Task objective: In the entries below, find the line with "pub fn error(msg: &str)" and print exactly every line from there up to and including the line with "use tempfile::tempdir;", with no other lines.

Items from a dataset:

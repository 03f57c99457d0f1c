//! Rolling Logger
//!
//! File logger with size-based rotation and an in-memory ring of the most
//! recent lines. Installs a `tracing` subscriber; records emitted through the
//! `log` facade are bridged into it.
//!
//! Files are named `<app>.log` (current), `<app>.1.log` (previous), ... up to
//! `max_files` in total.

use std::collections::VecDeque;
use std::fmt;
use std::fs::{self, File, OpenOptions};
use std::io::{self, Write};
use std::path::{Path, PathBuf};
use std::sync::{Arc, Mutex, OnceLock};

use tracing_subscriber::fmt::format::Writer;
use tracing_subscriber::fmt::time::FormatTime;

pub const DEFAULT_MAX_BYTES: u64 = 1024 * 1024;
pub const DEFAULT_MAX_FILES: usize = 5;
pub const DEFAULT_RING_CAPACITY: usize = 200;

static RECENT: OnceLock<Arc<Mutex<RingBuffer>>> = OnceLock::new();

#[derive(Debug, thiserror::Error)]
pub enum LoggerError {
    #[error("Failed to prepare log file: {0}")]
    Io(#[from] io::Error),
    #[error("Logger already initialized")]
    AlreadyInitialized,
    #[error("Logger not initialized")]
    NotInitialized,
}

/// Rotation and buffer limits
#[derive(Debug, Clone, Copy)]
pub struct LoggerConfig {
    pub max_bytes: u64,
    pub max_files: usize,
    pub ring_capacity: usize,
}

impl Default for LoggerConfig {
    fn default() -> Self {
        Self {
            max_bytes: DEFAULT_MAX_BYTES,
            max_files: DEFAULT_MAX_FILES,
            ring_capacity: DEFAULT_RING_CAPACITY,
        }
    }
}

/// Bounded buffer of complete log lines, oldest dropped first
#[derive(Debug)]
pub struct RingBuffer {
    lines: VecDeque<String>,
    capacity: usize,
}

impl RingBuffer {
    pub fn new(capacity: usize) -> Self {
        Self {
            lines: VecDeque::with_capacity(capacity),
            capacity: capacity.max(1),
        }
    }

    pub fn push(&mut self, line: String) {
        if self.lines.len() == self.capacity {
            self.lines.pop_front();
        }
        self.lines.push_back(line);
    }

    pub fn snapshot(&self) -> Vec<String> {
        self.lines.iter().cloned().collect()
    }

    pub fn len(&self) -> usize {
        self.lines.len()
    }

    pub fn is_empty(&self) -> bool {
        self.lines.is_empty()
    }
}

/// Size-rotated log file that also feeds a [`RingBuffer`]
pub struct RollingFile {
    dir: PathBuf,
    app_name: String,
    max_bytes: u64,
    max_files: usize,
    file: File,
    written: u64,
    partial: Vec<u8>,
    ring: Arc<Mutex<RingBuffer>>,
}

impl RollingFile {
    pub fn open(
        dir: impl AsRef<Path>,
        app_name: &str,
        config: LoggerConfig,
        ring: Arc<Mutex<RingBuffer>>,
    ) -> io::Result<Self> {
        let dir = dir.as_ref().to_path_buf();
        fs::create_dir_all(&dir)?;
        let path = file_path(&dir, app_name, 0);
        let file = OpenOptions::new().create(true).append(true).open(&path)?;
        let written = file.metadata()?.len();

        Ok(Self {
            dir,
            app_name: app_name.to_string(),
            max_bytes: config.max_bytes.max(1),
            max_files: config.max_files.max(1),
            file,
            written,
            partial: Vec::new(),
            ring,
        })
    }

    /// Path of the file currently written to
    pub fn current_path(&self) -> PathBuf {
        file_path(&self.dir, &self.app_name, 0)
    }

    fn rotate(&mut self) -> io::Result<()> {
        self.file.flush()?;

        let oldest = file_path(&self.dir, &self.app_name, self.max_files - 1);
        if oldest.exists() {
            fs::remove_file(&oldest)?;
        }
        for index in (0..self.max_files - 1).rev() {
            let from = file_path(&self.dir, &self.app_name, index);
            if from.exists() {
                fs::rename(&from, file_path(&self.dir, &self.app_name, index + 1))?;
            }
        }

        self.file = OpenOptions::new()
            .create(true)
            .truncate(true)
            .write(true)
            .open(self.current_path())?;
        self.written = 0;
        Ok(())
    }

    fn capture_lines(&mut self, buf: &[u8]) {
        self.partial.extend_from_slice(buf);
        while let Some(pos) = self.partial.iter().position(|b| *b == b'\n') {
            let line: Vec<u8> = self.partial.drain(..=pos).collect();
            let text = String::from_utf8_lossy(&line[..line.len() - 1]).into_owned();
            if let Ok(mut ring) = self.ring.lock() {
                ring.push(text);
            }
        }
    }
}

impl Write for RollingFile {
    fn write(&mut self, buf: &[u8]) -> io::Result<usize> {
        if self.written > 0 && self.written + buf.len() as u64 > self.max_bytes {
            self.rotate()?;
        }
        self.file.write_all(buf)?;
        self.written += buf.len() as u64;
        self.capture_lines(buf);
        Ok(buf.len())
    }

    fn flush(&mut self) -> io::Result<()> {
        self.file.flush()
    }
}

fn file_path(dir: &Path, app_name: &str, index: usize) -> PathBuf {
    if index == 0 {
        dir.join(format!("{}.log", app_name))
    } else {
        dir.join(format!("{}.{}.log", app_name, index))
    }
}

struct LocalTime;

impl FormatTime for LocalTime {
    fn format_time(&self, w: &mut Writer<'_>) -> fmt::Result {
        write!(w, "{}", chrono::Local::now().format("%Y-%m-%d %H:%M:%S%.3f"))
    }
}

/// Initialize the global logger with default limits
pub fn init_logger(log_dir: impl AsRef<Path>, app_name: &str) -> Result<(), LoggerError> {
    init_logger_with(log_dir, app_name, LoggerConfig::default())
}

/// Initialize the global logger
pub fn init_logger_with(
    log_dir: impl AsRef<Path>,
    app_name: &str,
    config: LoggerConfig,
) -> Result<(), LoggerError> {
    if RECENT.get().is_some() {
        return Err(LoggerError::AlreadyInitialized);
    }

    let ring = Arc::new(Mutex::new(RingBuffer::new(config.ring_capacity)));
    let file = RollingFile::open(log_dir, app_name, config, ring.clone())?;

    tracing_subscriber::fmt()
        .with_writer(Mutex::new(file))
        .with_ansi(false)
        .with_timer(LocalTime)
        .with_target(true)
        .try_init()
        .map_err(|_| LoggerError::AlreadyInitialized)?;

    RECENT
        .set(ring)
        .map_err(|_| LoggerError::AlreadyInitialized)?;

    log::info!("Logger initialized for {}", app_name);
    Ok(())
}

pub fn is_initialized() -> bool {
    RECENT.get().is_some()
}

pub fn info(msg: &str) -> Result<(), LoggerError> {
    ensure_initialized()?;
    tracing::info!("{}", msg);
    Ok(())
}

pub fn warn(msg: &str) -> Result<(), LoggerError> {
    ensure_initialized()?;
    tracing::warn!("{}", msg);
    Ok(())
}

pub fn error(msg: &str) -> Result<(), LoggerError> {
    ensure_initialized()?;
    tracing::error!("{}", msg);
    Ok(())
}

/// Most recent formatted lines, oldest first
pub fn recent_lines() -> Vec<String> {
    RECENT
        .get()
        .and_then(|ring| ring.lock().ok().map(|r| r.snapshot()))
        .unwrap_or_default()
}

fn ensure_initialized() -> Result<(), LoggerError> {
    if is_initialized() {
        Ok(())
    } else {
        Err(LoggerError::NotInitialized)
    }
}

#[cfg(test)]
mod tests {
    use super::*;
    use tempfile::tempdir;

    fn small_config() -> LoggerConfig {
        LoggerConfig {
            max_bytes: 32,
            max_files: 3,
            ring_capacity: 4,
        }
    }

    #[test]
    fn test_ring_buffer_drops_oldest() {
        let mut ring = RingBuffer::new(2);
        ring.push("a".to_string());
        ring.push("b".to_string());
        ring.push("c".to_string());
        assert_eq!(ring.snapshot(), vec!["b".to_string(), "c".to_string()]);
        assert_eq!(ring.len(), 2);
    }

    #[test]
    fn test_rolling_file_captures_complete_lines() {
        let dir = tempdir().unwrap();
        let ring = Arc::new(Mutex::new(RingBuffer::new(10)));
        let mut file = RollingFile::open(dir.path(), "app", LoggerConfig::default(), ring.clone()).unwrap();

        file.write_all(b"first line\nsecond ").unwrap();
        file.write_all(b"half\n").unwrap();

        let lines = ring.lock().unwrap().snapshot();
        assert_eq!(lines, vec!["first line".to_string(), "second half".to_string()]);
    }

    #[test]
    fn test_rolling_file_rotates_by_size() {
        let dir = tempdir().unwrap();
        let ring = Arc::new(Mutex::new(RingBuffer::new(10)));
        let mut file = RollingFile::open(dir.path(), "app", small_config(), ring).unwrap();

        for i in 0..6 {
            file.write_all(format!("entry number {:02}\n", i).as_bytes()).unwrap();
        }
        file.flush().unwrap();

        assert!(dir.path().join("app.log").exists());
        assert!(dir.path().join("app.1.log").exists());
        assert!(dir.path().join("app.2.log").exists());
        assert!(!dir.path().join("app.3.log").exists());

        let current = fs::read_to_string(dir.path().join("app.log")).unwrap();
        assert!(current.contains("entry number 05"));
    }

    #[test]
    fn test_init_logger_writes_to_file() {
        let dir = tempdir().unwrap();
        init_logger(dir.path(), "ObraTest").unwrap();
        info("bootstrap finished").unwrap();

        let content = fs::read_to_string(dir.path().join("ObraTest.log")).unwrap();
        assert!(content.contains("bootstrap finished"));
        assert!(recent_lines().iter().any(|l| l.contains("bootstrap finished")));
        assert!(matches!(
            init_logger(dir.path(), "ObraTest"),
            Err(LoggerError::AlreadyInitialized)
        ));
    }
}
//! Cross-Module Bridge
//!
//! Hands a delivery received with a problem over to the pending module as a
//! pre-filled draft. Holds no state of its own beyond the draft it leaves in
//! the [`UiContext`].

use crate::context::{Module, PendingDraft, UiContext};
use crate::domain::{DeliveryItem, DeliveryStatus};

pub const REDIRECT_NOTICE: &str = "Redirected to register the delivery issue";

/// Human-readable problem report embedding the delivery details
pub fn issue_description(delivery: &DeliveryItem) -> String {
    format!(
        "Delivery issue reported. Material: {}. Supplier: {}. Qty: {} {}.",
        delivery.material, delivery.supplier, delivery.quantity, delivery.unit
    )
}

/// React to a delivery that was just received.
///
/// Only an `Issue` outcome redirects: the draft is stored (replacing any
/// unconsumed one), the pending form opens with it, and a notice is shown for
/// `notice_duration_ms`. Returns whether the redirect happened.
pub fn on_delivery_received(
    ui: &mut UiContext,
    delivery: &DeliveryItem,
    now_ms: i64,
    notice_duration_ms: i64,
) -> bool {
    if delivery.status() != DeliveryStatus::Issue {
        return false;
    }

    ui.set_draft(PendingDraft {
        description: issue_description(delivery),
    });
    ui.switch_module(Module::Pending);
    ui.open_form();
    ui.show_notice(REDIRECT_NOTICE, now_ms, notice_duration_ms);

    log::info!("Delivery {} reported with a problem, pending draft opened", delivery.id);
    true
}

#[cfg(test)]
mod tests {
    use super::*;
    use crate::context::View;
    use crate::domain::{NewDelivery, Priority, Receipt, ReceiptOutcome};
    use crate::forms::DRAFT_TITLE;
    use chrono::NaiveDateTime;

    fn received(outcome: ReceiptOutcome) -> DeliveryItem {
        let mut delivery = DeliveryItem::create(
            "1".to_string(),
            NewDelivery {
                material: "Cement".to_string(),
                supplier: "ABC Log".to_string(),
                quantity: 50.0,
                unit: "bags".to_string(),
                scheduled_arrival: NaiveDateTime::parse_from_str("2024-06-01T10:00", "%Y-%m-%dT%H:%M").unwrap(),
                invoice_number: Some("NF-123".to_string()),
            },
        )
        .unwrap();
        delivery.mark_arrived().unwrap();
        delivery
            .receive(&Receipt::new("Joao", "sig"), outcome, 1_000)
            .unwrap();
        delivery
    }

    #[test]
    fn test_description_embeds_delivery_details() {
        let text = issue_description(&received(ReceiptOutcome::Issue));
        assert_eq!(
            text,
            "Delivery issue reported. Material: Cement. Supplier: ABC Log. Qty: 50 bags."
        );
    }

    #[test]
    fn test_issue_opens_pending_form_with_draft() {
        let mut ui = UiContext::new();
        ui.switch_module(Module::Delivery);

        assert!(on_delivery_received(&mut ui, &received(ReceiptOutcome::Issue), 10_000, 3_000));
        assert_eq!(ui.active_module(), Module::Pending);
        assert_eq!(ui.view(), View::PendingForm);
        assert_eq!(ui.pending_form.title, DRAFT_TITLE);
        assert_eq!(ui.pending_form.priority, Priority::High);
        for part in ["Cement", "ABC Log", "50", "bags"] {
            assert!(ui.pending_form.description.contains(part));
        }
        assert_eq!(ui.notice(12_999).map(|n| n.message.as_str()), Some(REDIRECT_NOTICE));
        assert!(ui.notice(13_000).is_none());
    }

    #[test]
    fn test_checked_does_not_redirect() {
        let mut ui = UiContext::new();
        ui.switch_module(Module::Delivery);

        assert!(!on_delivery_received(&mut ui, &received(ReceiptOutcome::Checked), 0, 3_000));
        assert_eq!(ui.active_module(), Module::Delivery);
        assert_eq!(ui.view(), View::DeliveryList);
        assert!(ui.draft().is_none());
        assert!(ui.notice(0).is_none());
    }
}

Output of the exercise:
pub fn error(msg: &str) -> Result<(), LoggerError> {
    ensure_initialized()?;
    tracing::error!("{}", msg);
    Ok(())
}

/// Most recent formatted lines, oldest first
pub fn recent_lines() -> Vec<String> {
    RECENT
        .get()
        .and_then(|ring| ring.lock().ok().map(|r| r.snapshot()))
        .unwrap_or_default()
}

fn ensure_initialized() -> Result<(), LoggerError> {
    if is_initialized() {
        Ok(())
    } else {
        Err(LoggerError::NotInitialized)
    }
}

#[cfg(test)]
mod tests {
    use super::*;
    use tempfile::tempdir;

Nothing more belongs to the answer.